TRY IT:
Find the string "value" in the records. Copy every line it appears in.

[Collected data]
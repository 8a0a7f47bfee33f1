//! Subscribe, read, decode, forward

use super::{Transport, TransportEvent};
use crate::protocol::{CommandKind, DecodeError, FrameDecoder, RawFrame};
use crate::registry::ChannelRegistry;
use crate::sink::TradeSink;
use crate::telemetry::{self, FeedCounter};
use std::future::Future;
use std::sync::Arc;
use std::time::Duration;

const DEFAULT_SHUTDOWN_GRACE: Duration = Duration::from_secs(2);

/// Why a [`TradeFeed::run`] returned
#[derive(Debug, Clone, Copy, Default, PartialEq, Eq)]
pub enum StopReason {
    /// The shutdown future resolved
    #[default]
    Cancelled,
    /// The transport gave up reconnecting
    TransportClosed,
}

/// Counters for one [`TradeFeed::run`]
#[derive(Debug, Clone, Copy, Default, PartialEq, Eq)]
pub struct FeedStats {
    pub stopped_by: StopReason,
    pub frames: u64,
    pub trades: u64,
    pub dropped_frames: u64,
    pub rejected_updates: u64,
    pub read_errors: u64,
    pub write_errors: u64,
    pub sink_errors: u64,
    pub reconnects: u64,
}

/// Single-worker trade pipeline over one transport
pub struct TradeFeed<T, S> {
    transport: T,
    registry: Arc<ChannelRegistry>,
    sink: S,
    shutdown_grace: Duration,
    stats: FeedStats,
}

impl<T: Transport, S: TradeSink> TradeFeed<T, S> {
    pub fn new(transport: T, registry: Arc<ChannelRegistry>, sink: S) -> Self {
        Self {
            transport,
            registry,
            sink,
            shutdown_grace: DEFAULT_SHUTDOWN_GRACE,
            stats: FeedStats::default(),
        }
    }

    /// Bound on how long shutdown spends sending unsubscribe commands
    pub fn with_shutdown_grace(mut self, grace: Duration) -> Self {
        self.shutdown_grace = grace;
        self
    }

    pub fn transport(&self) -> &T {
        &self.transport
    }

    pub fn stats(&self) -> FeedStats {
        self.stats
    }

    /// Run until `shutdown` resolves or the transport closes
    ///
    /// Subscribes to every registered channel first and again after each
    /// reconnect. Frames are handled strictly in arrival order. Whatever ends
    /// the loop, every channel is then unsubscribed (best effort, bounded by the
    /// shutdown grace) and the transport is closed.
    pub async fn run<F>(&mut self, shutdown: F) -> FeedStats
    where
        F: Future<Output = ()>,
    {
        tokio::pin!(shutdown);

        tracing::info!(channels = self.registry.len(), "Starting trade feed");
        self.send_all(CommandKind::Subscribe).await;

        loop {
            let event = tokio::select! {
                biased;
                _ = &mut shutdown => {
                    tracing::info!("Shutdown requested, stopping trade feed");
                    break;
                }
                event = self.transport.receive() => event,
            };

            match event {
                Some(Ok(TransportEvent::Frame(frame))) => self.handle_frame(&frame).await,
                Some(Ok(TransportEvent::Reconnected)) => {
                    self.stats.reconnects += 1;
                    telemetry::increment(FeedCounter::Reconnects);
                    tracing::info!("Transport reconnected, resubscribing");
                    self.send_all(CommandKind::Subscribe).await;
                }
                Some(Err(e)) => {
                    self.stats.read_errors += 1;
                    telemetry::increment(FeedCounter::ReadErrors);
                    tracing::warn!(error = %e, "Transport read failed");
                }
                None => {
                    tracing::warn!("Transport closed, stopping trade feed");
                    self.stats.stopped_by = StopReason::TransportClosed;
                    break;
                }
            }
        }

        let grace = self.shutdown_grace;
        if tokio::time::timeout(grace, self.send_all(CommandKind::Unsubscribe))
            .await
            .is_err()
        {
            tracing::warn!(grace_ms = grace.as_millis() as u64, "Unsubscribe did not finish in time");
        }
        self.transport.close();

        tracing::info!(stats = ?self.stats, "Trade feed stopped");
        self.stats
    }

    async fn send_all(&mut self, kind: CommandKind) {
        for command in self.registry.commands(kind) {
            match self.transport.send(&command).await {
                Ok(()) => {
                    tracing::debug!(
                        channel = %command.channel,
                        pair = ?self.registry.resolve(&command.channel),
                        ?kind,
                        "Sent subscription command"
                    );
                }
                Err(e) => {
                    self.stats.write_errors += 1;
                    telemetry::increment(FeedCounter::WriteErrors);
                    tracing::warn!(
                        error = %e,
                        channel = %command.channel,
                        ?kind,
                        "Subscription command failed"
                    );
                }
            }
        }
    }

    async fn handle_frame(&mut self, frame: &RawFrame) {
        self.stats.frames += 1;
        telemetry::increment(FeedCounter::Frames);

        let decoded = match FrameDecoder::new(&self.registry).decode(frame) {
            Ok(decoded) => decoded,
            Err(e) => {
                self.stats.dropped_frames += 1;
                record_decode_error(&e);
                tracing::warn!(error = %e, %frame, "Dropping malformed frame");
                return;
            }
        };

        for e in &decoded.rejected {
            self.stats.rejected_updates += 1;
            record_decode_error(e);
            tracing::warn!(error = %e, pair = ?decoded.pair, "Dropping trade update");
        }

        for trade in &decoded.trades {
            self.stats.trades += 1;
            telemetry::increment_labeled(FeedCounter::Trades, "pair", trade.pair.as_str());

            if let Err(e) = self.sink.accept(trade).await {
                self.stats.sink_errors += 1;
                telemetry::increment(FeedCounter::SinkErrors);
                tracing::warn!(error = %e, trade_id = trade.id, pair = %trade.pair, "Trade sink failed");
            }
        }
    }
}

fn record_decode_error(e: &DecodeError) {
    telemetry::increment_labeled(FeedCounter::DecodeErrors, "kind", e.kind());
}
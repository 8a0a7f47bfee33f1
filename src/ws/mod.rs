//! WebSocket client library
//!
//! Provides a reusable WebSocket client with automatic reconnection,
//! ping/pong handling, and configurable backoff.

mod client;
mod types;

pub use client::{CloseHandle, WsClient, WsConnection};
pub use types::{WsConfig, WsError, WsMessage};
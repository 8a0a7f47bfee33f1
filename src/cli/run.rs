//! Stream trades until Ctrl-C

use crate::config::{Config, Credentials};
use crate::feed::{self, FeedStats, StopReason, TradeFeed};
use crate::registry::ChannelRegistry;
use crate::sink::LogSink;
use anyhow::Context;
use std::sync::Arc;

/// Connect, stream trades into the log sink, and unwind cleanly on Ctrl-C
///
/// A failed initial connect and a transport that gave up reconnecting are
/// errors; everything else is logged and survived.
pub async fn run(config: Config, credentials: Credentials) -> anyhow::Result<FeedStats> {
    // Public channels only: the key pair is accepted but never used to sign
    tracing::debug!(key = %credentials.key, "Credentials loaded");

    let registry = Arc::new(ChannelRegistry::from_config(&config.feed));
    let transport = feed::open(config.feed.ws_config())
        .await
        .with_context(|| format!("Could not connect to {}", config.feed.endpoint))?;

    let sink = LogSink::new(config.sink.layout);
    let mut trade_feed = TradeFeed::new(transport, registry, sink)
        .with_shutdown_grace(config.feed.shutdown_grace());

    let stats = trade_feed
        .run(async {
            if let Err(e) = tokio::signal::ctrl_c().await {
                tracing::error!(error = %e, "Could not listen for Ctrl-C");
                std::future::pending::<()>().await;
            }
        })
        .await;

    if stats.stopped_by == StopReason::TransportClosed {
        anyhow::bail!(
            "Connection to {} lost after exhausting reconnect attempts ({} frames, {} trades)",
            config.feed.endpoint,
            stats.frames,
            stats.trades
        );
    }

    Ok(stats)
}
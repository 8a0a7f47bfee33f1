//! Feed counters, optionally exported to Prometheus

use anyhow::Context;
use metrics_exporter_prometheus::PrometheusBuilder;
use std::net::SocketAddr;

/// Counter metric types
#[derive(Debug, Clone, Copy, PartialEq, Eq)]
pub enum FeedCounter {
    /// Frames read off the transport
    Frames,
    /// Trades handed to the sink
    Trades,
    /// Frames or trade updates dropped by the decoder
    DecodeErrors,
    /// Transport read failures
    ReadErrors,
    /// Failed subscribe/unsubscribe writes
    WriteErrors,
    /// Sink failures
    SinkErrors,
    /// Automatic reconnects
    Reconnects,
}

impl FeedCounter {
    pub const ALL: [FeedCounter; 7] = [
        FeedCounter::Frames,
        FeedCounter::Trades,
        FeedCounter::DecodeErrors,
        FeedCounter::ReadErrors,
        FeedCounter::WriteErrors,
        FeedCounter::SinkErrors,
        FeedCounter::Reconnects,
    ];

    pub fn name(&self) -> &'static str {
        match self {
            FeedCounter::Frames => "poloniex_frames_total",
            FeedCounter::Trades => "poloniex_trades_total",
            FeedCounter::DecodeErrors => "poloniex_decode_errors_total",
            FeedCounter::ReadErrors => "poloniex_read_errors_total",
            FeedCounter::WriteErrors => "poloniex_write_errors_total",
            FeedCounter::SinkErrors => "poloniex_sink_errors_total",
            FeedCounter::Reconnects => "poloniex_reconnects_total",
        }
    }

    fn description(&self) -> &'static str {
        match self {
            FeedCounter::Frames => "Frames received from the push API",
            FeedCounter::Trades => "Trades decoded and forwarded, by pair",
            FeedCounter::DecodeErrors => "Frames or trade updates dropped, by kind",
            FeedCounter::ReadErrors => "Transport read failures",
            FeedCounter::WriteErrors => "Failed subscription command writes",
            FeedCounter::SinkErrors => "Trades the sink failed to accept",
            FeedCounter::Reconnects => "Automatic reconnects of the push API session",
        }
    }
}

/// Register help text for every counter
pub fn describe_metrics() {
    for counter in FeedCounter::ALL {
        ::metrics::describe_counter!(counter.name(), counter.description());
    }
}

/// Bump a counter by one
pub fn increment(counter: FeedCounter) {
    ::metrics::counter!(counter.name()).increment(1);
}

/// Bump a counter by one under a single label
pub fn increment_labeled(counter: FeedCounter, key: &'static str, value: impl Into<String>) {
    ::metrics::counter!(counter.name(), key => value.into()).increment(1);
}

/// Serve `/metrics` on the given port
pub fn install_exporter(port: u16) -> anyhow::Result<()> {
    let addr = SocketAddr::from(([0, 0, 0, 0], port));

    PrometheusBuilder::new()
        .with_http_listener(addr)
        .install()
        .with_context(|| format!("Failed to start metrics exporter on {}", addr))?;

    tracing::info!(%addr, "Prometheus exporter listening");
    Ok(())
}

==

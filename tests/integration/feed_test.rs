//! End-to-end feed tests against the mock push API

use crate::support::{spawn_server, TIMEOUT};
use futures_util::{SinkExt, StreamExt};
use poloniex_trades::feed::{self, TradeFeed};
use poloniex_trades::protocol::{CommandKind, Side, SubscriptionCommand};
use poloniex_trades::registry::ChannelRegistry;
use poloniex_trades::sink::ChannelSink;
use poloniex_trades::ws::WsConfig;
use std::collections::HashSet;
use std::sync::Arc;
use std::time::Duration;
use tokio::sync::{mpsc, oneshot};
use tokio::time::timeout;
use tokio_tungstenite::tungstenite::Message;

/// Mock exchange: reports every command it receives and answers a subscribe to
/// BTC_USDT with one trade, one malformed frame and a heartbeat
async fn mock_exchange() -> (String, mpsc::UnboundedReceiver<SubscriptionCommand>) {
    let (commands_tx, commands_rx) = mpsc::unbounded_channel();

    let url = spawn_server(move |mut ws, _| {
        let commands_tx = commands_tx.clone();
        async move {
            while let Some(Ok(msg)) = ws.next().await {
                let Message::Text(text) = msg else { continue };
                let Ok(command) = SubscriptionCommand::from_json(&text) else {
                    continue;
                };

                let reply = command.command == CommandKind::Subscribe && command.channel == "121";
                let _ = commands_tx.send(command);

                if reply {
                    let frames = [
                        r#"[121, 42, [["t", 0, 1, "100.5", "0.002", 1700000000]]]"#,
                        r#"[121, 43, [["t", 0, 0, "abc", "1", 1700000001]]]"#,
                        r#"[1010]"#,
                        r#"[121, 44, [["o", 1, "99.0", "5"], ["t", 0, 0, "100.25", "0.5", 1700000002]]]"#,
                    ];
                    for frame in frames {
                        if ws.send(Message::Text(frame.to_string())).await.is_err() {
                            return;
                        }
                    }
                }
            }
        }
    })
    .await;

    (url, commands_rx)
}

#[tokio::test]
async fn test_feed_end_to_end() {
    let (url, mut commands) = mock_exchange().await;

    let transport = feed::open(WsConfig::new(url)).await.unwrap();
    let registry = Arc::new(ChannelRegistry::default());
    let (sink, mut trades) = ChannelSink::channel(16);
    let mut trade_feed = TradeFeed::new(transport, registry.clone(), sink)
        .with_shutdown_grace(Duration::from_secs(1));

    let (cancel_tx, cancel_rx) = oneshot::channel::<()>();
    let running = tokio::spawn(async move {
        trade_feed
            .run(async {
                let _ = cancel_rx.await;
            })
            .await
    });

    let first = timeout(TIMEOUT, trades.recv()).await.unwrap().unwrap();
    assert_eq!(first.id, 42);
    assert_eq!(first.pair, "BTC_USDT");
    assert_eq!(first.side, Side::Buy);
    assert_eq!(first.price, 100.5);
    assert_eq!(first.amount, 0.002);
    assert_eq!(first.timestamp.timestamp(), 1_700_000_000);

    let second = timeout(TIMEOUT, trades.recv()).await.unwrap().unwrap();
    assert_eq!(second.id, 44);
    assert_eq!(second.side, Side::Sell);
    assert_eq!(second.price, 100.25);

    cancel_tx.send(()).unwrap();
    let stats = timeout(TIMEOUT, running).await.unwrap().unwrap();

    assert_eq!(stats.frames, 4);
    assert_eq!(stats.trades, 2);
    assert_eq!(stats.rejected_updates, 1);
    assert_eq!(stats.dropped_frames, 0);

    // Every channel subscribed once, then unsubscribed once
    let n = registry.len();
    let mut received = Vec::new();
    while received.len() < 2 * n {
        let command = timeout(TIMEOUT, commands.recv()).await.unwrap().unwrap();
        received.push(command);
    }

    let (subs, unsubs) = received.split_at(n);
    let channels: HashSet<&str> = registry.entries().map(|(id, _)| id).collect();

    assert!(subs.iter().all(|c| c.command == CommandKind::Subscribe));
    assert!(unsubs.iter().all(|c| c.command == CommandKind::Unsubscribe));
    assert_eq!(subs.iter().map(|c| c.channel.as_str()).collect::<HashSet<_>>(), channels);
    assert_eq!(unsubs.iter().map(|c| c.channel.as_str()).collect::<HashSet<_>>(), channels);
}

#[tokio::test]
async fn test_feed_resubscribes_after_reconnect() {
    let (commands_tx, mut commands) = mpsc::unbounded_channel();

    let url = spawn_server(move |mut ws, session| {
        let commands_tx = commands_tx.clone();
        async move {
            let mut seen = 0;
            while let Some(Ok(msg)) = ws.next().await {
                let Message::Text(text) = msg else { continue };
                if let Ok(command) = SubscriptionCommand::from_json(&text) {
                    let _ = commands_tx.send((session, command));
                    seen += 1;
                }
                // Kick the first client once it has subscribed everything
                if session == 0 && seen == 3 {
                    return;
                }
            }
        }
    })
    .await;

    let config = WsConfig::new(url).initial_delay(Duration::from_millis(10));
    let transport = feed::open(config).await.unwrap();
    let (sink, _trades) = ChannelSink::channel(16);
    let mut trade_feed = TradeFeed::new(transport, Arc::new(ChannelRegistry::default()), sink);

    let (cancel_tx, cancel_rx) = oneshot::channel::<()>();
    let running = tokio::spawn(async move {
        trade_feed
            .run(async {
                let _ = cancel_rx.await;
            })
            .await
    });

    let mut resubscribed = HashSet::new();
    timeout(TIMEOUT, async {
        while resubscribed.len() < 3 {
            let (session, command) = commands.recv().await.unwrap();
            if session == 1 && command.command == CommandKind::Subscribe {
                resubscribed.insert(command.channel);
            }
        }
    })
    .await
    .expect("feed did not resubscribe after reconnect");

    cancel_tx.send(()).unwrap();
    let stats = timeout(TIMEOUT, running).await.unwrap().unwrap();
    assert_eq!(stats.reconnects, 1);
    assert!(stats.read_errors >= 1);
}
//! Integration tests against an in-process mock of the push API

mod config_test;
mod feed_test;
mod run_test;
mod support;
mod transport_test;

YOUR RESPONSE:
pub fn increment_labeled(counter: FeedCounter, key: &'static str, value: impl Into<String>) {
    ::metrics::counter!(counter.name(), key => value.into()).increment(1);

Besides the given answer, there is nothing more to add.